> **PROBLEM DETAILS**
With no addition or omission, return the entries below.

> **DATA PROVIDED**

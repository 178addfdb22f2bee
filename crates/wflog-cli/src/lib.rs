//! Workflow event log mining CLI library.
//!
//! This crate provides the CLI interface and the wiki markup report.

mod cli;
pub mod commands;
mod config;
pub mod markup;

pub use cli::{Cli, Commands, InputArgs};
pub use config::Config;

> **ANSWER TO THIS EXERCISE**
repository 178addfdb22f2bee
filename crates/wflog-cli/src/lib.rs
//! Workflow event log mining CLI library.
//!
//! This crate provides the CLI interface and the wiki markup report.

mod cli;
pub mod commands;
mod config;
pub mod markup;

pub use cli::{Cli, Commands, InputArgs};
pub use config::Config;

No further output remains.